This being true, how might our faith still be an engine, but rather an engine for grace– for us, our neighbours and our environment? How might this  lead us to work for change NOW, not to wall ourselves away from the unfaithful, the undeserving, the already-lost?

Well I liked the simplicity of what Klein said, here-

“If we want the transformation, we can’t wait for it to happen in some massive jolt, we have to plan for it and model it…”

“Only a crisis, actual or perceived produces real change, and when that change occurs this depends on the ideas that are lying around. That is our function, to keep ideas alive until the politically impossible becomes politically inevitable.”

We Christians are carriers of perhaps the best ideas- contained within the life of Jesus. Our function is to keep these stories alive, and to try to live them out in our context.

Well our context is changing…

Climate change, science, and religion…

The news is full of the news about scientists supposedly manipulating statistics in relation to global warming.

In case you missed it, the University of East Anglia has a Climate Research Unit, and some kind soul got hold of hundreds of e-mails that staff had been sending to each other over the last few years, and made them available on t’internet.

Should you be interested enough in to take a journey into banal academia- they are all here.

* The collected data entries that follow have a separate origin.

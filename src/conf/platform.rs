//! Platform hints used when transpiling Container Linux Configs.

use std::fmt;
use std::str::FromStr;

use thiserror::Error;

/// Dynamic values a Container Linux Config may reference.
#[derive(Clone, Copy, Debug, Eq, PartialEq)]
pub enum DynamicValue {
    /// `{HOSTNAME}`
    Hostname,
    /// `{PRIVATE_IPV4}`
    PrivateIpv4,
    /// `{PUBLIC_IPV4}`
    PublicIpv4,
}

impl DynamicValue {
    /// All dynamic values in substitution order.
    pub const ALL: [Self; 3] = [Self::Hostname, Self::PrivateIpv4, Self::PublicIpv4];

    /// Placeholder token as written in a config.
    #[must_use]
    pub const fn token(self) -> &'static str {
        match self {
            Self::Hostname => "{HOSTNAME}",
            Self::PrivateIpv4 => "{PRIVATE_IPV4}",
            Self::PublicIpv4 => "{PUBLIC_IPV4}",
        }
    }
}

/// Platform the transpiled config is rendered for.
#[derive(Clone, Copy, Debug, Default, Eq, PartialEq)]
pub enum Platform {
    /// No platform hint; dynamic data is rejected.
    #[default]
    Unspecified,
    /// Microsoft Azure.
    Azure,
    /// CloudStack config drive.
    CloudstackConfigdrive,
    /// User-provided metadata agent.
    Custom,
    /// DigitalOcean.
    DigitalOcean,
    /// Amazon EC2.
    Ec2,
    /// Google Compute Engine.
    Gce,
    /// OpenStack metadata service.
    OpenstackMetadata,
    /// Equinix Metal (formerly Packet).
    Packet,
    /// Vagrant with VirtualBox.
    VagrantVirtualbox,
}

impl Platform {
    /// Canonical platform name understood by the metadata agent.
    #[must_use]
    pub const fn as_str(self) -> &'static str {
        match self {
            Self::Unspecified => "",
            Self::Azure => "azure",
            Self::CloudstackConfigdrive => "cloudstack-configdrive",
            Self::Custom => "custom",
            Self::DigitalOcean => "digitalocean",
            Self::Ec2 => "ec2",
            Self::Gce => "gce",
            Self::OpenstackMetadata => "openstack-metadata",
            Self::Packet => "packet",
            Self::VagrantVirtualbox => "vagrant-virtualbox",
        }
    }

    /// Metadata environment variable providing `value`, if the platform has one.
    #[must_use]
    pub const fn metadata_variable(self, value: DynamicValue) -> Option<&'static str> {
        use DynamicValue::{Hostname, PrivateIpv4, PublicIpv4};
        match (self, value) {
            (Self::Azure, PrivateIpv4) => Some("COREOS_AZURE_IPV4_DYNAMIC"),
            (Self::Azure, PublicIpv4) => Some("COREOS_AZURE_IPV4_VIRTUAL"),
            (Self::CloudstackConfigdrive, Hostname) => {
                Some("COREOS_CLOUDSTACK_CONFIGDRIVE_LOCAL_HOSTNAME")
            }
            (Self::CloudstackConfigdrive, PrivateIpv4) => {
                Some("COREOS_CLOUDSTACK_CONFIGDRIVE_LOCAL_IPV4")
            }
            (Self::CloudstackConfigdrive, PublicIpv4) => {
                Some("COREOS_CLOUDSTACK_CONFIGDRIVE_PUBLIC_IPV4")
            }
            (Self::Custom, Hostname) => Some("COREOS_CUSTOM_HOSTNAME"),
            (Self::Custom, PrivateIpv4) => Some("COREOS_CUSTOM_PRIVATE_IPV4"),
            (Self::Custom, PublicIpv4) => Some("COREOS_CUSTOM_PUBLIC_IPV4"),
            (Self::DigitalOcean, Hostname) => Some("COREOS_DIGITALOCEAN_HOSTNAME"),
            (Self::DigitalOcean, PrivateIpv4) => Some("COREOS_DIGITALOCEAN_IPV4_PRIVATE_0"),
            (Self::DigitalOcean, PublicIpv4) => Some("COREOS_DIGITALOCEAN_IPV4_PUBLIC_0"),
            (Self::Ec2, Hostname) => Some("COREOS_EC2_HOSTNAME"),
            (Self::Ec2, PrivateIpv4) => Some("COREOS_EC2_IPV4_LOCAL"),
            (Self::Ec2, PublicIpv4) => Some("COREOS_EC2_IPV4_PUBLIC"),
            (Self::Gce, Hostname) => Some("COREOS_GCE_HOSTNAME"),
            (Self::Gce, PrivateIpv4) => Some("COREOS_GCE_IP_LOCAL_0"),
            (Self::Gce, PublicIpv4) => Some("COREOS_GCE_IP_EXTERNAL_0"),
            (Self::OpenstackMetadata, Hostname) => Some("COREOS_OPENSTACK_HOSTNAME"),
            (Self::OpenstackMetadata, PrivateIpv4) => Some("COREOS_OPENSTACK_IPV4_LOCAL"),
            (Self::OpenstackMetadata, PublicIpv4) => Some("COREOS_OPENSTACK_IPV4_PUBLIC"),
            (Self::Packet, Hostname) => Some("COREOS_PACKET_HOSTNAME"),
            (Self::Packet, PrivateIpv4) => Some("COREOS_PACKET_IPV4_PRIVATE_0"),
            (Self::Packet, PublicIpv4) => Some("COREOS_PACKET_IPV4_PUBLIC_0"),
            (Self::VagrantVirtualbox, Hostname) => Some("COREOS_VAGRANT_VIRTUALBOX_HOSTNAME"),
            (Self::VagrantVirtualbox, PrivateIpv4) => {
                Some("COREOS_VAGRANT_VIRTUALBOX_PRIVATE_IPV4")
            }
            _ => None,
        }
    }
}

impl fmt::Display for Platform {
    fn fmt(&self, f: &mut fmt::Formatter<'_>) -> fmt::Result {
        f.write_str(self.as_str())
    }
}

/// Raised when a platform name is not recognised.
#[derive(Clone, Debug, Error, Eq, PartialEq)]
#[error("unknown platform `{0}`")]
pub struct UnknownPlatformError(pub String);

impl FromStr for Platform {
    type Err = UnknownPlatformError;

    fn from_str(value: &str) -> Result<Self, Self::Err> {
        let platform = match value.trim() {
            "" | "qemu" | "scaleway" => Self::Unspecified,
            "azure" => Self::Azure,
            "cloudstack-configdrive" => Self::CloudstackConfigdrive,
            "custom" => Self::Custom,
            "digitalocean" | "do" => Self::DigitalOcean,
            "ec2" | "aws" => Self::Ec2,
            "gce" => Self::Gce,
            "openstack-metadata" | "openstack" => Self::OpenstackMetadata,
            "packet" | "equinixmetal" => Self::Packet,
            "vagrant-virtualbox" => Self::VagrantVirtualbox,
            other => return Err(UnknownPlatformError(other.to_owned())),
        };
        Ok(platform)
    }
}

The timing of this release of information, immediately prior to the Copenhagen conference on climate change which begins next week. I am sure that the intention of whoever leaked the information was to undermine the scientific case for climate change. Most people believe that this is possibly one of the most important conferences in modern history- there is simply so much at stake.

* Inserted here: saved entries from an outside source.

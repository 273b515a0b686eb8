//! Deployment plan: the cloud resources a multi-region rollout declares.
//!
//! The plan is descriptive only. Provisioning is done by external tooling,
//! which reads the serialized plan; this crate uses it to decide which
//! regional endpoints to bring up and logs it at startup.
//!
//! ```text
//! DeploymentPlan
//!   ├── ResourceGroup (primary region)
//!   ├── DocumentDatabase (one replica per region, failover by order)
//!   └── RegionalEndpoint × N (route `{key}`, app settings)
//! ```

use crate::models::{Region, RegionList, PING_KEY};
use serde::Serialize;
use std::collections::BTreeMap;

pub const RESOURCE_GROUP_NAME: &str = "cosmosfunc-rg";
pub const DATABASE_ACCOUNT_NAME: &str = "cosmosfunc-db";
pub const ENDPOINT_ROUTE: &str = "{key}";

/// Identifier of the endpoint provisioned for `region`.
pub fn endpoint_id(region: &Region) -> String {
    format!("GetUrl-{}", region)
}

#[derive(Debug, Clone, PartialEq, Serialize)]
pub struct ResourceGroup {
    pub name: String,
    pub location: Region,
}

#[derive(Debug, Clone, PartialEq, Serialize)]
pub struct ReplicaLocation {
    pub location: Region,
    pub failover_priority: usize,
}

#[derive(Debug, Clone, PartialEq, Serialize)]
pub struct DocumentDatabase {
    pub account_name: String,
    pub database_name: String,
    pub container_name: String,
    pub replicas: Vec<ReplicaLocation>,
}

#[derive(Debug, Clone, PartialEq, Serialize)]
pub struct EndpointSpec {
    pub name: String,
    pub location: Region,
    pub route: String,
    /// Environment a regional instance of the lookup binary runs with.
    pub app_settings: BTreeMap<String, String>,
}

#[derive(Debug, Clone, PartialEq, Serialize)]
pub struct DeploymentPlan {
    pub resource_group: ResourceGroup,
    pub database: DocumentDatabase,
    pub endpoints: Vec<EndpointSpec>,
    /// Path an external traffic manager probes on every endpoint.
    pub probe_path: String,
}

impl DeploymentPlan {
    pub fn new(locations: &RegionList, database_name: &str, container_name: &str) -> Self {
        let primary = locations.primary().clone();

        let replicas = locations
            .iter()
            .enumerate()
            .map(|(priority, location)| ReplicaLocation {
                location: location.clone(),
                failover_priority: priority,
            })
            .collect();

        let endpoints = locations
            .iter()
            .map(|location| EndpointSpec {
                name: endpoint_id(location),
                location: location.clone(),
                route: ENDPOINT_ROUTE.to_string(),
                app_settings: BTreeMap::from([
                    ("LOOKUP_LOCATIONS".to_string(), location.to_string()),
                    ("STORE_BACKEND".to_string(), "mongodb".to_string()),
                    ("STORE_DATABASE".to_string(), database_name.to_string()),
                    ("STORE_CONTAINER".to_string(), container_name.to_string()),
                ]),
            })
            .collect();

        Self {
            resource_group: ResourceGroup {
                name: RESOURCE_GROUP_NAME.to_string(),
                location: primary,
            },
            database: DocumentDatabase {
                account_name: DATABASE_ACCOUNT_NAME.to_string(),
                database_name: database_name.to_string(),
                container_name: container_name.to_string(),
                replicas,
            },
            endpoints,
            probe_path: format!("/{}", PING_KEY),
        }
    }

    pub fn endpoint(&self, region: &Region) -> Option<&EndpointSpec> {
        self.endpoints.iter().find(|e| &e.location == region)
    }
}
use crate::models::{is_truthy, LookupOutcome, Region, PING_KEY};
use crate::services::metrics::{record_lookup, record_store_error};
use crate::services::store::DocumentStore;
use std::sync::Arc;

/// Lookup handler bound to one region's replica.
///
/// Stateless apart from the shared store client, so one instance serves all
/// concurrent requests for its region.
#[derive(Clone)]
pub struct RegionalHandler {
    region: Region,
    store: Arc<dyn DocumentStore>,
}

impl RegionalHandler {
    pub fn new(store: Arc<dyn DocumentStore>) -> Self {
        Self {
            region: store.region().clone(),
            store,
        }
    }

    pub fn region(&self) -> &Region {
        &self.region
    }

    pub fn store(&self) -> &Arc<dyn DocumentStore> {
        &self.store
    }

    /// Resolve `key`. Never fails: store errors collapse into
    /// [`LookupOutcome::AbsentOrError`].
    pub async fn lookup(&self, key: &str) -> LookupOutcome {
        let outcome = self.resolve(key).await;
        record_lookup(&self.region, &outcome);
        outcome
    }

    async fn resolve(&self, key: &str) -> LookupOutcome {
        if key == PING_KEY {
            return LookupOutcome::PingAck;
        }

        match self.store.read(key).await {
            Ok(Some(document)) if is_truthy(&document) => LookupOutcome::Found(document),
            Ok(_) => {
                tracing::debug!(region = %self.region, key = %key, "Document not found");
                LookupOutcome::AbsentOrError {
                    key: key.to_string(),
                }
            }
            Err(e) => {
                record_store_error(&self.region);
                tracing::warn!(region = %self.region, key = %key, error = %e, "Document read failed");
                LookupOutcome::AbsentOrError {
                    key: key.to_string(),
                }
            }
        }
    }
}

Most of us are simply not that informed. We hear competing scientific voices, and note that a political consensus is gathering speed, and feel periodically concerned for the future. We in the west are guilty about our car use, our power hungry lifestyles and our central heating, but this does not really result in many real changes to our way of life- beyond the odd energy saving bulb.

Then there are the conspiracy theorists- t’internet is full of them. Of how ‘climate change’ is really a tool to spread fear and alarm amongst the populace, and so divert attention from the evil plans of the Cabal that are really running the world according to their own self interests.

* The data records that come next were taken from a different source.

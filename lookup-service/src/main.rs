use lookup_service::config::LookupConfig;
use lookup_service::services::init_metrics;
use lookup_service::startup::{Application, SERVICE_NAME};
use service_core::observability::init_tracing;
use tokio::signal;

async fn shutdown_signal() {
    let ctrl_c = async {
        signal::ctrl_c()
            .await
            .expect("Failed to install Ctrl+C handler");
    };

    #[cfg(unix)]
    let terminate = async {
        signal::unix::signal(signal::unix::SignalKind::terminate())
            .expect("Failed to install SIGTERM handler")
            .recv()
            .await;
    };

    #[cfg(not(unix))]
    let terminate = std::future::pending::<()>();

    tokio::select! {
        _ = ctrl_c => {},
        _ = terminate => {},
    }

    tracing::info!("Shutdown signal received");
}

#[tokio::main]
async fn main() -> std::io::Result<()> {
    // Initialize metrics recorder (must be before any metrics are recorded)
    init_metrics();

    let config = LookupConfig::load().map_err(|e| {
        eprintln!("Failed to load configuration: {}", e);
        std::io::Error::other(format!("Configuration error: {}", e))
    })?;

    init_tracing(SERVICE_NAME, "info", config.otlp_endpoint.as_deref());

    let app = Application::build(config).await.map_err(|e| {
        tracing::error!("Failed to build application: {}", e);
        std::io::Error::other(format!("Startup error: {}", e))
    })?;

    for (endpoint, port) in app.regional_ports() {
        tracing::info!(endpoint = %endpoint, port, "Regional endpoint up");
    }

    app.run_with_shutdown(shutdown_signal()).await
}
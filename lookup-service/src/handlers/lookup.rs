use crate::models::LookupOutcome;
use crate::services::RegionalHandler;
use axum::extract::{Path, State};
use std::sync::Arc;

/// `GET /:key` on a regional listener.
pub async fn get_document(
    State(handler): State<Arc<RegionalHandler>>,
    Path(key): Path<String>,
) -> LookupOutcome {
    handler.lookup(&key).await
}
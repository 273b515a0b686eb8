use axum::{
    extract::{MatchedPath, Request},
    middleware::Next,
    response::Response,
};
use metrics::{counter, histogram};
use std::time::Instant;

/// Label used when no route matched, so raw paths never become label values.
pub const UNMATCHED_PATH: &str = "unmatched";

pub async fn metrics_middleware(req: Request, next: Next) -> Response {
    let start = Instant::now();
    let method = req.method().to_string();
    // Route template (`/:key`), not the concrete URI: lookup keys are unbounded.
    let path = req
        .extensions()
        .get::<MatchedPath>()
        .map(|p| p.as_str().to_string())
        .unwrap_or_else(|| UNMATCHED_PATH.to_string());

    let response = next.run(req).await;

    let duration = start.elapsed();
    let status = response.status().as_u16().to_string();

    let labels = [("method", method), ("path", path), ("status", status)];

    counter!("http_requests_total", &labels).increment(1);
    histogram!("http_request_duration_seconds", &labels).record(duration.as_secs_f64());

    response
}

We need the scientists. And we need them to be clear, and give clear summaries in words that we can understand. Most scientists are simply not that good at doing this. There is, however, a good summary of the arguments, and the most recent science via the good old BBC- here.

Science is never fully neutral of course. It always has a line of enquiry, influenced by all sorts of things, and all sorts of value based issues. The myth of ‘pure science’ has been killed for most of we post-moderns. It really should be no surprise that the people at East Anglia University were trying to make sure that we saw things from their point of view.

There is also the questions of what motivates those people who lobby on behalf of a skeptical stance on climate change? Whose interests are being served by this lobby? Oil companies? Industries who are reliant on production systems that will no longer be profitable if forced to examine green house gas emissions in detail?

Like many of us, I think that the way of living that we are caught up in is not sustainable. Not just because of its cost to our planet, but also because of its socio-political impact, and the consequences for the worlds poorest people, in the worlds poorest countries- who tend to be the most vulnerable to climate change. We need our leaders to LEAD, and we need to hold them accountable.

These debates have found their way into faith groups.

It is great to see groups like Tear fund and Christian Aid making it clear that they see it part of the life of Christians to look after all of creation.

However, there is another side to Christian’s engagement with this issue. Evangelicals in the USA will tend to be skeptical (unlike Evangelicals in the UK for example.) Check out the ‘We get it’ campaign– which appears to suggest that the policies to reduce global warming will result in more deaths for the worlds poor, in terms of food price rises and energy shortages. Hmmm some interesting twists of logic going on in that one!

The motivation for these fixed positions, which are labelled ‘Biblical’ of course, puzzles me. Is it just that if you call yourself a ‘Conservative Evangelical’ you just naturally do not want anything to change? Is is about self interest- the American way of life? Or is it the association with big business? Or is it a reluctance to trust science- through which all sorts of evils like evolutionary theory and abortion have entered the world?

Perhaps things are starting to change however-

So friends- for the sake of future generations, lets watch and pray about the Copenhagen conference. We have much to gain, but also much to lose…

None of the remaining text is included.